福井県敦賀市の建設会社「塩浜工業」側から2018年7月、佐賀県東松浦郡の玄海町長が現金100万円を受け取っていた問題で、塩浜工業の総務担当者が23日、佐賀新聞社の取材に応じた。「当時の担当者のスタンドプレー」とした上で、「今のご時世やってはならないことでコンプライアンス違反。再発防止を徹底したい」と述べた。現金は昨年末に届き、「謎の100万円」として社内で経緯や出どころを調べていた。

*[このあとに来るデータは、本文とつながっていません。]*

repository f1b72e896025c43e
use chrono::{DateTime, Utc};
use serde::{Deserialize, Serialize};

/// Lifecycle state of an attraction. Only `active` attractions are eligible
/// for recommendation.
#[derive(Debug, Clone, Copy, PartialEq, Eq, Serialize, Deserialize, sqlx::Type)]
#[sqlx(type_name = "attraction_status", rename_all = "lowercase")]
#[serde(rename_all = "lowercase")]
pub enum AttractionStatus {
    Active,
    Inactive,
    Pending,
}

/// A tourism attraction as stored in the catalog
#[derive(Debug, Clone, PartialEq, Serialize, Deserialize, sqlx::FromRow)]
pub struct Attraction {
    pub id: i64,
    pub name: String,
    pub description: Option<String>,
    pub city: String,
    pub tags: Vec<String>,
    /// Aggregate of all visible ratings, in [0, 5]
    pub average_rating: f64,
    pub visit_count: i64,
    pub status: AttractionStatus,
}

/// A single rating row, as read back for cross-user scoring
#[derive(Debug, Clone, PartialEq, Serialize, Deserialize, sqlx::FromRow)]
pub struct Rating {
    pub user_id: i64,
    pub attraction_id: i64,
    pub score: f64,
    pub comment: Option<String>,
    pub created_at: DateTime<Utc>,
}

/// Projection of a rating onto the requesting user's own history
#[derive(Debug, Clone, Copy, PartialEq, Serialize, Deserialize, sqlx::FromRow)]
pub struct UserRating {
    pub attraction_id: i64,
    pub score: f64,
}

/// Another user ranked by rating-pattern similarity to the requester.
/// Computed per request, never stored.
#[derive(Debug, Clone, Copy, PartialEq)]
pub struct SimilarUser {
    pub user_id: i64,
    /// Pearson correlation over co-rated attractions, in [-1, 1]
    pub similarity: f64,
}

/// An attraction surviving the collaborative filter, before catalog lookup
#[derive(Debug, Clone, PartialEq)]
pub struct RecommendationCandidate {
    pub attraction_id: i64,
    /// Sum of the similarity weights of the users who liked it
    pub aggregated_score: f64,
    pub contributing_users: usize,
}

/// Which strategy produced a recommendation response
#[derive(Debug, Clone, Copy, PartialEq, Eq, Serialize, Deserialize)]
#[serde(rename_all = "lowercase")]
pub enum RecommendationType {
    Popular,
    Personalized,
}

/// One recommended attraction plus the explanation owed to the client
#[derive(Debug, Clone, PartialEq, Serialize, Deserialize)]
pub struct RecommendedAttraction {
    pub attraction: Attraction,
    /// Human-readable explanation of why this entry was selected
    pub reason: String,
    #[serde(skip_serializing_if = "Option::is_none")]
    pub score: Option<f64>,
    #[serde(skip_serializing_if = "Option::is_none")]
    pub contributing_users: Option<usize>,
}

/// Response body for personalized recommendations; also the cached payload
#[derive(Debug, Clone, PartialEq, Serialize, Deserialize)]
pub struct RecommendationResponse {
    #[serde(rename = "type")]
    pub kind: RecommendationType,
    pub recommendations: Vec<RecommendedAttraction>,
    pub generated_at: DateTime<Utc>,
}

#[cfg(test)]
mod tests {
    use super::*;

    fn sample_attraction() -> Attraction {
        Attraction {
            id: 1,
            name: "Forbidden City".to_string(),
            description: Some("Imperial palace complex".to_string()),
            city: "Beijing".to_string(),
            tags: vec!["history".to_string(), "culture".to_string()],
            average_rating: 4.8,
            visit_count: 120_000,
            status: AttractionStatus::Active,
        }
    }

    #[test]
    fn test_attraction_status_serde_lowercase() {
        assert_eq!(
            serde_json::to_string(&AttractionStatus::Active).unwrap(),
            r#""active""#
        );
        let status: AttractionStatus = serde_json::from_str(r#""pending""#).unwrap();
        assert_eq!(status, AttractionStatus::Pending);
    }

    #[test]
    fn test_response_type_field_name() {
        let response = RecommendationResponse {
            kind: RecommendationType::Popular,
            recommendations: vec![],
            generated_at: Utc::now(),
        };

        let json = serde_json::to_value(&response).unwrap();
        assert_eq!(json["type"], "popular");
        assert!(json["recommendations"].as_array().unwrap().is_empty());
    }

    #[test]
    fn test_recommendation_response_roundtrip() {
        let response = RecommendationResponse {
            kind: RecommendationType::Personalized,
            recommendations: vec![RecommendedAttraction {
                attraction: sample_attraction(),
                reason: "Liked by 3 travelers with similar taste".to_string(),
                score: Some(1.87),
                contributing_users: Some(3),
            }],
            generated_at: Utc::now(),
        };

        let json = serde_json::to_string(&response).unwrap();
        let parsed: RecommendationResponse = serde_json::from_str(&json).unwrap();
        assert_eq!(parsed, response);
    }

    #[test]
    fn test_optional_score_omitted_when_absent() {
        let entry = RecommendedAttraction {
            attraction: sample_attraction(),
            reason: "Popular with travelers".to_string(),
            score: None,
            contributing_users: None,
        };

        let json = serde_json::to_value(&entry).unwrap();
        assert!(json.get("score").is_none());
        assert!(json.get("contributing_users").is_none());
    }
}
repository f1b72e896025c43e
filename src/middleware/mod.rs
pub mod request_id;
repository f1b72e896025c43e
use axum::{
    body::Body,
    extract::Request,
    http::HeaderValue,
    middleware::Next,
    response::Response,
};
use uuid::Uuid;

/// HTTP header name for request ID
pub const REQUEST_ID_HEADER: &str = "x-request-id";

/// Per-request correlation id, stored in request extensions
#[derive(Clone, Debug)]
pub struct RequestId(pub Uuid);

impl std::fmt::Display for RequestId {
    fn fmt(&self, f: &mut std::fmt::Formatter<'_>) -> std::fmt::Result {
        write!(f, "{}", self.0)
    }
}

/// Middleware that propagates an incoming `x-request-id` header, or mints a
/// fresh UUID v4 when the header is absent or unparseable. The id is stored
/// in the request extensions for the tracing span and echoed back on the
/// response.
pub async fn request_id_middleware(mut request: Request, next: Next) -> Response {
    let request_id = request
        .headers()
        .get(REQUEST_ID_HEADER)
        .and_then(|header| header.to_str().ok())
        .and_then(|value| Uuid::parse_str(value).ok())
        .map(RequestId)
        .unwrap_or_else(|| RequestId(Uuid::new_v4()));

    request.extensions_mut().insert(request_id.clone());

    let mut response = next.run(request).await;

    if let Ok(value) = HeaderValue::from_str(&request_id.to_string()) {
        response.headers_mut().insert(REQUEST_ID_HEADER, value);
    }

    response
}

/// Builds the per-request tracing span, tagged with the correlation id
pub fn make_span(request: &Request<Body>) -> tracing::Span {
    let request_id = request
        .extensions()
        .get::<RequestId>()
        .map(|id| id.to_string())
        .unwrap_or_else(|| "unknown".to_string());

    tracing::info_span!(
        "http_request",
        method = %request.method(),
        uri = %request.uri(),
        request_id = %request_id,
    )
}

 担当者によると、玄海町長に100万円を渡した2人は大阪支店の専務取締役の男性(故人)と同社顧問の男性(故人)。

 返金は、昨年12月末、東京支社に封筒が送られてきた。開けると、「お祝い」と書かれた祝儀袋が同封されており、中には100万円が入っていた。手紙などはなく、支社内では見当がつかなかった。本社が「謎の100万円」として調べていたという。

 報道を受け、「社内でこの金だと確信した」(担当者)という。現金は会社の金庫内に保管していた。関係者2人が故人であることから「経緯の確認は難しい」としている。「大阪支店は九州を含む西日本エリアをカバーする拠点」と説明し、「九州は後発で少しでも知名度を上げたかったために、当選というイベントに合わせて、渡してはいけないお金を渡したのではないか」と推測した。

 組織的な慣行ではないかとの質問に、担当者は「このご時世にあり得ない。当時の専務の単独行動」と否定した。会社の帳簿に該当するような100万円支出の記録はなく「どうやって工面したのか、自腹なのか分からない」と語った。

 脇山町長は取材に対し、知人に返金を依頼したが、「返還の方法までは確認していない」と説明している。